Esiste il gene dell’assassino?

In base a quali fattori si determina se una persona ha sotto controllo la propria vita o meno? Casi estremi possono fornire risposte a questa domanda. In questo contesto, lo psicologo forense, il prof. dr. Jérôme Endrass, studia i motivi per cui l’essere umano diventa un assassino.

Intervista: Paul Drzimalla; Foto: Sebastian Magnani / 13 Photo

Professore Endrass, lei è psicologo forense. Ci spieghi brevemente in cosa consiste il suo lavoro.

Gli psicologi forensi lavorano con delinquenti violenti e criminali sessuali, al fine di minimizzare il rischio a loro correlato. In una seconda fase pianificano inter­venti per ridurre il rischio di ricadute. Questi accer­tamenti sono molto impegnativi, le relative terapie lunghissime. Ecco perché questa procedura si adotta con persone che rappresentano una grande minaccia.

Le è già capitato di dire: «Ciò che ha fatto questa persona era inevitabile»?

Vi sono casi in cui la personalità costituisce un elevato rischio. Alcuni sono pazienti psicotici che sentono ad esempio delle voci. Se a questo si aggiunge un passato di violenza, è quasi prevedibile che prima o poi succeda qualcosa. Poi ci sono altri che hanno una psicosi e una grave forma di disturbo della personalità, una cosiddetta psicopatia. Solo pochi che presentano simili caratteristiche di rischio marcate non commettono un reato. Bisogna dire, tuttavia, che non tutti gli assassini sono mentalmente malati e che la maggior parte dei malati psichici non sono violenti. Dobbiamo imparare a non stigmatizzare. 

Parla del passato. Quale influsso ha l’ambiente circostante? Possiamo diventare tutti assassini se c’è una concatenazione di circostanze avverse?

Spesso c’è un’interazione tra biologia e ambiente. Se le persone inclini crescono in un ambiente favorevole, la probabilità che sviluppino un atteggiamento violento è bassa. Viceversa, se l’ambiente è difficile, ma manca la predisposizione psichica, la probabilità di ricorrere alla violenza è solo leggermente più alta. Se l’ambiente è problematico e c’è l’inclinazione, le probabilità ­crescono esponenzialmente. In Svizzera il tasso di omicidi è molto basso. Se da noi qualcuno viene ­ucciso, vuol dire che molte cose sono andate storte.
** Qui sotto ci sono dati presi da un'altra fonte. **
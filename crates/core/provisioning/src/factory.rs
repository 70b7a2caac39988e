//! Template factory: drives key derivation, single-flight initialization and cloning.

use std::{
    collections::BTreeMap,
    sync::{
        Arc,
        atomic::{AtomicU64, Ordering},
    },
};

use async_trait::async_trait;
use monitoring::logging;
use parking_lot::Mutex;
use tracing::Instrument as _;

use crate::{
    DatabaseFactory,
    backend::{Ensured, Issued, TemplateBackend},
    database::{Release, TestDatabase},
    error::ProvisionError,
    key::ContentKey,
    single_flight::{Flight, FlightError, Init, SingleFlight},
};

/// Outcome of [`TemplateFactory::cleanup`].
#[derive(Debug, Default, Clone, PartialEq, Eq)]
pub struct CleanupSummary {
    /// Number of test databases destroyed.
    pub destroyed: usize,
    /// Names of the test databases that could not be destroyed.
    pub failed: Vec<String>,
}

impl CleanupSummary {
    /// Whether every issued database was destroyed.
    pub fn is_clean(&self) -> bool {
        self.failed.is_empty()
    }
}

/// Provisions test databases from templates held by backend `B`.
///
/// Cheap to clone; clones share the same registry of templates and issued databases.
pub struct TemplateFactory<B: TemplateBackend> {
    inner: Arc<Inner<B>>,
}

struct Inner<B: TemplateBackend> {
    backend: B,
    flights: SingleFlight<ContentKey>,
    issued: Mutex<BTreeMap<u64, IssuedInstance<B::Instance>>>,
    next_id: AtomicU64,
}

struct IssuedInstance<I> {
    key: ContentKey,
    database: String,
    instance: I,
}

impl<B: TemplateBackend> TemplateFactory<B> {
    pub fn new(backend: B) -> Self {
        Self {
            inner: Arc::new(Inner {
                backend,
                flights: SingleFlight::new(),
                issued: Mutex::new(BTreeMap::new()),
                next_id: AtomicU64::new(0),
            }),
        }
    }

    pub fn backend(&self) -> &B {
        &self.inner.backend
    }

    /// Label of the active strategy.
    pub fn name(&self) -> &'static str {
        self.inner.backend.name()
    }

    /// Number of issued databases not yet closed or cleaned up.
    pub fn outstanding(&self) -> usize {
        self.inner.issued.lock().len()
    }

    /// Warms up the backend. Optional.
    pub async fn prepare(&self) -> Result<(), ProvisionError> {
        self.inner
            .backend
            .prepare()
            .await
            .map_err(|err| ProvisionError::Prepare {
                backend: self.name(),
                source: err.into(),
            })
    }

    /// Provisions a private database holding `schema`.
    ///
    /// The template of the schema is built at most once per factory. Concurrent callers with
    /// the same schema wait for the one building it.
    ///
    /// A template that cannot be cloned gets one more attempt, unless this call just built it.
    /// If it is still unavailable, the key is forgotten so the next call ensures it again.
    #[tracing::instrument(skip_all, fields(backend = self.name(), key = tracing::field::Empty), err)]
    pub async fn provision(&self, schema: Option<&str>) -> Result<TestDatabase, ProvisionError> {
        let key = ContentKey::derive(schema);
        tracing::Span::current().record("key", key.as_str());

        let flight = self.ensure_template(key, schema).await?;

        let issued = match self.clone_template(&key).await? {
            Some(issued) => issued,
            None if flight != Flight::Initialized => {
                // The key was known before its template became usable
                tracing::debug!(?flight, "template not available yet, retrying once");
                self.inner.flights.settled(&key).await;
                match self.clone_template(&key).await? {
                    Some(issued) => issued,
                    None => return Err(self.template_not_found(key, flight)),
                }
            }
            None => return Err(self.template_not_found(key, flight)),
        };

        let Issued {
            instance,
            connection,
        } = issued;
        let id = self.inner.next_id.fetch_add(1, Ordering::Relaxed);
        self.inner.issued.lock().insert(
            id,
            IssuedInstance {
                key,
                database: connection.database.clone(),
                instance,
            },
        );
        tracing::debug!(database = %connection.database, "issued test database");

        Ok(TestDatabase::new(
            id,
            key,
            connection,
            self.inner.clone(),
        ))
    }

    /// Destroys every database issued so far.
    ///
    /// All destroys are attempted even if some fail; failures are logged and listed in the
    /// returned summary.
    #[tracing::instrument(skip_all, fields(backend = self.name()))]
    pub async fn cleanup(&self) -> CleanupSummary {
        let issued = std::mem::take(&mut *self.inner.issued.lock());
        let backend = &self.inner.backend;

        let results = futures::future::join_all(issued.into_values().map(move |issued| async move {
            let result = backend.destroy(&issued.instance).await;
            (issued, result)
        }))
        .await;

        let mut summary = CleanupSummary::default();
        for (issued, result) in results {
            match result {
                Ok(()) => summary.destroyed += 1,
                Err(err) => {
                    tracing::warn!(
                        database = %issued.database,
                        key = %issued.key,
                        error = %err,
                        error_source = logging::error_source(&err),
                        "failed to destroy test database"
                    );
                    summary.failed.push(issued.database);
                }
            }
        }

        tracing::info!(
            destroyed = summary.destroyed,
            failed = summary.failed.len(),
            "cleaned up test databases"
        );
        summary
    }

    async fn ensure_template(
        &self,
        key: ContentKey,
        schema: Option<&str>,
    ) -> Result<Flight, ProvisionError> {
        let backend = &self.inner.backend;
        let init = move || {
            async move {
                tracing::info!("initializing template");
                match backend.ensure_template(&key, schema).await {
                    Ok(Ensured::Ready) => {
                        tracing::info!("template initialized");
                        Ok(Init::Done)
                    }
                    Ok(Ensured::ClaimedElsewhere) => {
                        tracing::info!("template claimed by another process");
                        Ok(Init::Deferred)
                    }
                    Err(err) => {
                        tracing::error!(
                            error = %err,
                            error_source = logging::error_source(&err),
                            "template initialization failed, discarding template"
                        );
                        if let Err(discard_err) = backend.discard_template(&key).await {
                            tracing::warn!(
                                error = %discard_err,
                                error_source = logging::error_source(&discard_err),
                                "failed to discard template"
                            );
                        }
                        Err(err)
                    }
                }
            }
            .instrument(tracing::info_span!("ensure_template"))
        };

        self.inner
            .flights
            .run(key, init)
            .await
            .map_err(|err| match err {
                FlightError::Init(err) => ProvisionError::Template {
                    key,
                    source: err.into(),
                },
                FlightError::Peer(source) => ProvisionError::ConcurrentInit { key, source },
            })
    }

    fn template_not_found(&self, key: ContentKey, flight: Flight) -> ProvisionError {
        tracing::warn!(?flight, "template not available for cloning, forgetting key");
        self.inner.flights.forget(&key);
        ProvisionError::TemplateNotFound { key, flight }
    }

    async fn clone_template(
        &self,
        key: &ContentKey,
    ) -> Result<Option<Issued<B::Instance>>, ProvisionError> {
        self.inner
            .backend
            .clone_template(key)
            .await
            .map_err(|err| ProvisionError::Clone {
                key: *key,
                source: err.into(),
            })
    }
}

impl<B: TemplateBackend> Clone for TemplateFactory<B> {
    fn clone(&self) -> Self {
        Self {
            inner: self.inner.clone(),
        }
    }
}

#[async_trait]
impl<B: TemplateBackend> Release for Inner<B> {
    async fn release(&self, id: u64) -> Result<(), ProvisionError> {
        let Some(issued) = self.issued.lock().remove(&id) else {
            return Ok(());
        };

        match self.backend.destroy(&issued.instance).await {
            Ok(()) => {
                tracing::debug!(database = %issued.database, "closed test database");
                Ok(())
            }
            Err(err) => {
                let database = issued.database.clone();
                self.issued.lock().insert(id, issued);
                Err(ProvisionError::Destroy {
                    database,
                    source: err.into(),
                })
            }
        }
    }
}

#[async_trait]
impl<B: TemplateBackend> DatabaseFactory for TemplateFactory<B> {
    fn name(&self) -> &'static str {
        TemplateFactory::name(self)
    }

    async fn prepare(&self) -> Result<(), ProvisionError> {
        TemplateFactory::prepare(self).await
    }

    async fn provision(&self, schema: Option<&str>) -> Result<TestDatabase, ProvisionError> {
        TemplateFactory::provision(self, schema).await
    }

    async fn cleanup(&self) -> CleanupSummary {
        TemplateFactory::cleanup(self).await
    }
}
Quali sono i tipici tratti della personalità che fanno ­aumentare esponenzialmente il rischio?

È marcato il comportamento antisociale, quindi molto impulsivo e poco empatico. Molte persone che commettono un omicidio hanno la sensazione che per loro le norme e le leggi non valgano. Sono stati ­effettuati molti studi su questi soggetti che presentano una grande componente biologica probabilmente ­innata. Ma questo non spiega tutto. 

Come approccia la terapia in questi casi? 

Nelle persone che diventano violente individuiamo una determinata logica. Non in tutti i soggetti è ugualmente pronunciata ma molti sentono il bisogno di ­doversi legittimare. Questo lo fanno soprattutto i criminali sessuali che molto tempo prima di commettere il delitto si preparano delle teorie per giustificare le proprie azioni. Lo facciamo tutti nella vita quotidiana, ad esempio quando giustifichiamo un costoso acquisto. Ma è determinante quanto il comportamento si di­scosti dalla norma. Per una pausa di cinque anni serve più legittimazione che per cinque settimane di vacanza. Nei soggetti violenti e nei criminali sessuali questo cosiddetto lavoro di legittimazione è ancora più grande. Quando si mostra loro l’entità del costrutto di cui hanno bisogno per giustificare le proprie azioni, spesso si trova un buon approccio per una terapia.